While Irish author Burke (Eight-ball Boogie) has been compared to Elmore Leonard, this effort falls short of Leonard's superior blending of crime and dark humor. The impending parole of violent armed robber Rossi Francis Assisi Callaghan sets in motion a cascading series of events. Callaghan's ex-wife, Karen King, herself a thief, fears he'll come after her, and seeks to get herself some insurance in the form of professional kidnapper Ray Brogan. Ray, in turn, is hired to abduct Karen's friend, Madge Dolan, by her husband, Frank, a plastic surgeon who wants to cash in a lucrative insurance policy. The waters are further muddied by questions about Callaghan's parentage and the introduction of a vicious, half-blind dog named Stalin. The broadly drawn figures and situations are clearly not intended to be taken seriously, but the absence of any character a reader is likely to sympathize with is a significant drawback. (Sept.)

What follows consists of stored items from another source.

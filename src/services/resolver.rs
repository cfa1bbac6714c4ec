use std::time::Duration;

use thiserror::Error;
use tokio::time::sleep;

use crate::{
    configuration::Settings,
    domain::{
        area::parse_built_area,
        record::{Field, Outcome, ResultRecord, VALIDATION_ERROR},
        reference::Reference,
    },
};

use super::{
    portal::{
        self, TabStrategy, BUILT_AREA_VALUE, CONSTRUCTION_YEAR_VALUE, COOKIE_ACCEPT,
        PRIMARY_USE_LABEL, PRIMARY_USE_VALUE, REFERENCE_INPUT, SUBMIT_BUTTON, TAB_STRATEGIES,
        VALIDATION_MESSAGE,
    },
    Browser, BrowserError,
};

/// Why a single attempt was abandoned. Every variant is retried.
#[derive(Debug, Error)]
pub enum AttemptError {
    #[error("could not load the search page: {0}")]
    Navigate(#[source] BrowserError),
    #[error("no tab strategy reached the reference search ({tried} tried)")]
    TabUnreachable { tried: usize },
    #[error("reference field unavailable: {0}")]
    Field(#[source] BrowserError),
    #[error("could not populate the reference field: {0}")]
    Populate(#[source] BrowserError),
    #[error("could not submit the search: {0}")]
    Submit(#[source] BrowserError),
    #[error("result page did not render: {0}")]
    ResultPage(#[source] BrowserError),
}

#[derive(Debug, Clone, Copy, PartialEq, Eq)]
enum Population {
    Script,
    Typing,
}

const POPULATION_METHODS: [Population; 2] = [Population::Script, Population::Typing];

/// Looks up one reference on the portal, retrying whole attempts.
#[derive(Debug, Clone)]
pub struct Resolver {
    search_url: String,
    max_retries: u32,
    backoff: Duration,
    cookie_timeout: Duration,
    tab_timeout: Duration,
    element_timeout: Duration,
    settle: Duration,
    cookie_settle: Duration,
    tab_strategies: Vec<TabStrategy>,
}

impl Resolver {
    pub fn new(settings: &Settings) -> Self {
        Resolver {
            search_url: settings.portal.search_url.clone(),
            max_retries: settings.retry.max_retries,
            backoff: settings.retry.backoff(),
            cookie_timeout: settings.portal.cookie_timeout(),
            tab_timeout: settings.portal.tab_timeout(),
            element_timeout: settings.portal.element_timeout(),
            settle: settings.portal.settle(),
            cookie_settle: settings.portal.cookie_settle(),
            tab_strategies: TAB_STRATEGIES.to_vec(),
        }
    }

    /// Always returns a record: access and validation errors short-circuit
    /// the retry loop, and exhausting it yields [`Outcome::Exhausted`].
    pub async fn resolve<B: Browser + ?Sized>(
        &self,
        browser: &mut B,
        reference: &Reference,
    ) -> ResultRecord {
        for attempt in 1..=self.max_retries {
            log::info!(
                "[{}] Attempt {}/{}",
                reference,
                attempt,
                self.max_retries
            );

            match self.attempt(browser, reference).await {
                Ok(outcome) => return ResultRecord::new(reference.clone(), outcome),
                Err(e) => {
                    log::error!(
                        "[{}] Attempt {}/{} failed: {}",
                        reference,
                        attempt,
                        self.max_retries,
                        e
                    );
                    if attempt < self.max_retries {
                        log::info!("[{}] Retrying after {:?}", reference, self.backoff);
                        sleep(self.backoff).await;
                    }
                }
            }
        }

        ResultRecord::new(reference.clone(), Outcome::Exhausted)
    }

    async fn attempt<B: Browser + ?Sized>(
        &self,
        browser: &mut B,
        reference: &Reference,
    ) -> Result<Outcome, AttemptError> {
        browser
            .navigate(&self.search_url)
            .await
            .map_err(AttemptError::Navigate)?;
        log::info!("[{}] Search page loaded", reference);

        let page_source = browser
            .page_source()
            .await
            .map_err(AttemptError::Navigate)?;
        if portal::is_access_error(&page_source) {
            log::error!("[{}] Access denied or server error detected", reference);
            return Ok(Outcome::AccessDenied);
        }

        self.dismiss_cookies(browser, reference).await;
        self.activate_tab(browser, reference).await?;

        browser
            .wait_present(&REFERENCE_INPUT, self.element_timeout)
            .await
            .map_err(AttemptError::Field)?;
        browser
            .wait_clickable(&REFERENCE_INPUT, self.element_timeout)
            .await
            .map_err(AttemptError::Field)?;
        log::info!("[{}] Found reference input field", reference);

        self.populate(browser, reference).await?;

        if let Some(message) = self.validation_message(browser).await {
            log::error!("[{}] Portal rejected the reference: {}", reference, message);
            return Ok(Outcome::Rejected { message });
        }

        browser
            .wait_clickable(&SUBMIT_BUTTON, self.element_timeout)
            .await
            .map_err(AttemptError::Submit)?;
        browser
            .script_click(&SUBMIT_BUTTON)
            .await
            .map_err(AttemptError::Submit)?;
        log::info!("[{}] Submitted search", reference);

        browser
            .wait_present(&PRIMARY_USE_LABEL, self.element_timeout)
            .await
            .map_err(AttemptError::ResultPage)?;
        log::info!("[{}] Results page loaded", reference);

        Ok(self.extract(browser, reference).await)
    }

    async fn dismiss_cookies<B: Browser + ?Sized>(&self, browser: &mut B, reference: &Reference) {
        let accepted = match browser
            .wait_clickable(&COOKIE_ACCEPT, self.cookie_timeout)
            .await
        {
            Ok(()) => browser.click(&COOKIE_ACCEPT).await,
            Err(e) => Err(e),
        };

        match accepted {
            Ok(()) => {
                log::info!("[{}] Accepted cookie popup", reference);
                sleep(self.cookie_settle).await;
            }
            Err(e) => log::info!("[{}] No cookie popup accepted: {}", reference, e),
        }
    }

    async fn activate_tab<B: Browser + ?Sized>(
        &self,
        browser: &mut B,
        reference: &Reference,
    ) -> Result<(), AttemptError> {
        for strategy in &self.tab_strategies {
            let clicked = match browser
                .wait_clickable(&strategy.locator, self.tab_timeout)
                .await
            {
                Ok(()) => browser.click(&strategy.locator).await,
                Err(e) => Err(e),
            };

            match clicked {
                Ok(()) => {
                    log::info!(
                        "[{}] Reference tab activated by {}",
                        reference,
                        strategy.name
                    );
                    return Ok(());
                }
                Err(e) => log::warn!(
                    "[{}] Tab strategy '{}' failed: {}",
                    reference,
                    strategy.name,
                    e
                ),
            }
        }

        Err(AttemptError::TabUnreachable {
            tried: self.tab_strategies.len(),
        })
    }

    /// Applies every population method; the attempt only fails when none took.
    async fn populate<B: Browser + ?Sized>(
        &self,
        browser: &mut B,
        reference: &Reference,
    ) -> Result<(), AttemptError> {
        let mut last_error = None;
        let mut applied = 0;

        for method in POPULATION_METHODS {
            let result = match method {
                Population::Script => {
                    browser
                        .set_value(&REFERENCE_INPUT, reference.as_str())
                        .await
                }
                Population::Typing => {
                    browser
                        .clear_and_type(&REFERENCE_INPUT, reference.as_str())
                        .await
                }
            };

            match result {
                Ok(()) => applied += 1,
                Err(e) => {
                    log::warn!("[{}] {:?} population failed: {}", reference, method, e);
                    last_error = Some(e);
                }
            }
        }

        if let (0, Some(e)) = (applied, last_error) {
            return Err(AttemptError::Populate(e));
        }

        sleep(self.settle).await;

        match browser.read_value(&REFERENCE_INPUT).await {
            Ok(value) => log::info!(
                "[{}] Verified entered reference: {}",
                reference,
                value.unwrap_or_default()
            ),
            Err(e) => log::warn!("[{}] Could not read back reference field: {}", reference, e),
        }

        Ok(())
    }

    async fn validation_message<B: Browser + ?Sized>(&self, browser: &mut B) -> Option<String> {
        match browser.is_displayed(&VALIDATION_MESSAGE).await {
            Ok(true) => {}
            _ => return None,
        }

        let message = browser
            .read_text(&VALIDATION_MESSAGE)
            .await
            .map(|text| text.trim().to_string())
            .unwrap_or_default();

        match message.is_empty() {
            true => Some(VALIDATION_ERROR.to_string()),
            false => Some(message),
        }
    }

    async fn extract<B: Browser + ?Sized>(&self, browser: &mut B, reference: &Reference) -> Outcome {
        let primary_use = match browser.read_text(&PRIMARY_USE_VALUE).await {
            Ok(text) => Field::from_text(&text),
            Err(e) => {
                log::warn!("[{}] Uso principal not found: {}", reference, e);
                Field::NotFound
            }
        };

        let built_area = match browser.read_inner_html(&BUILT_AREA_VALUE).await {
            Ok(markup) => {
                let text = browser
                    .read_text(&BUILT_AREA_VALUE)
                    .await
                    .unwrap_or_default();
                Field::from(parse_built_area(&markup, &text))
            }
            Err(e) => {
                log::warn!("[{}] Superficie construida not found: {}", reference, e);
                Field::NotFound
            }
        };

        let construction_year = match browser.read_text(&CONSTRUCTION_YEAR_VALUE).await {
            Ok(text) => Field::from_text(&text),
            Err(e) => {
                log::warn!("[{}] Año construcción not found: {}", reference, e);
                Field::NotFound
            }
        };

        Outcome::Found {
            primary_use,
            built_area,
            construction_year,
        }
    }
}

Copyright © Reed Business Information, a division of Reed Elsevier Inc. All rights reserved.
Kirkus Reviews
A hard-boiled caper goes belly up. Karen has a monotonous day job as receptionist to a plastic-surgeon consultant. Her night job is edgier: She holds up convenience stores to support herself and Anna, the half-blind half-wolf she loves. During one stickup she meets Ray, a self-described babysitter who minds abductees until their families cough up the ransom. Rossi, Karen's ex, is about to get out of the joint and come find her and his bike, his gun and his $60,000 so he can launch his new scam, the Francis Assisi Rehabilitation Concern, a charity allegedly devoted to helping ex-cons. Karen's boss Frank, stricken from the medical roles for malpractice and bled dry by his soon-to-be ex Margaret and the shopping habits of his new love Genevieve, takes out insurance on Margaret, planning to have her kidnapped for it. Then all these miscreants' lives collide. Margaret, it turns out, is Karen's best friend. Ray has been hired to snatch her. When Frank gets mugged and loses the insurance papers, Detective Doyle, who finds his briefcase, can suddenly link Karen, pilfered drugs and slimy Rossi. Amid the ensuing double-crosses, even Doyle takes a crack at that insurance payoff, which actuaries have whittled down from a cool million to $200,000. This latest from Burke (Eight-ball Boogie, 2004, etc.) ends in a hail of bullets and a gnashing of half-wolf teeth. Imagine Donald Westlake and his alter ego Richard Stark moving to Ireland and collaborating on a screwball noir, and you have some idea of Burke's accomplishment.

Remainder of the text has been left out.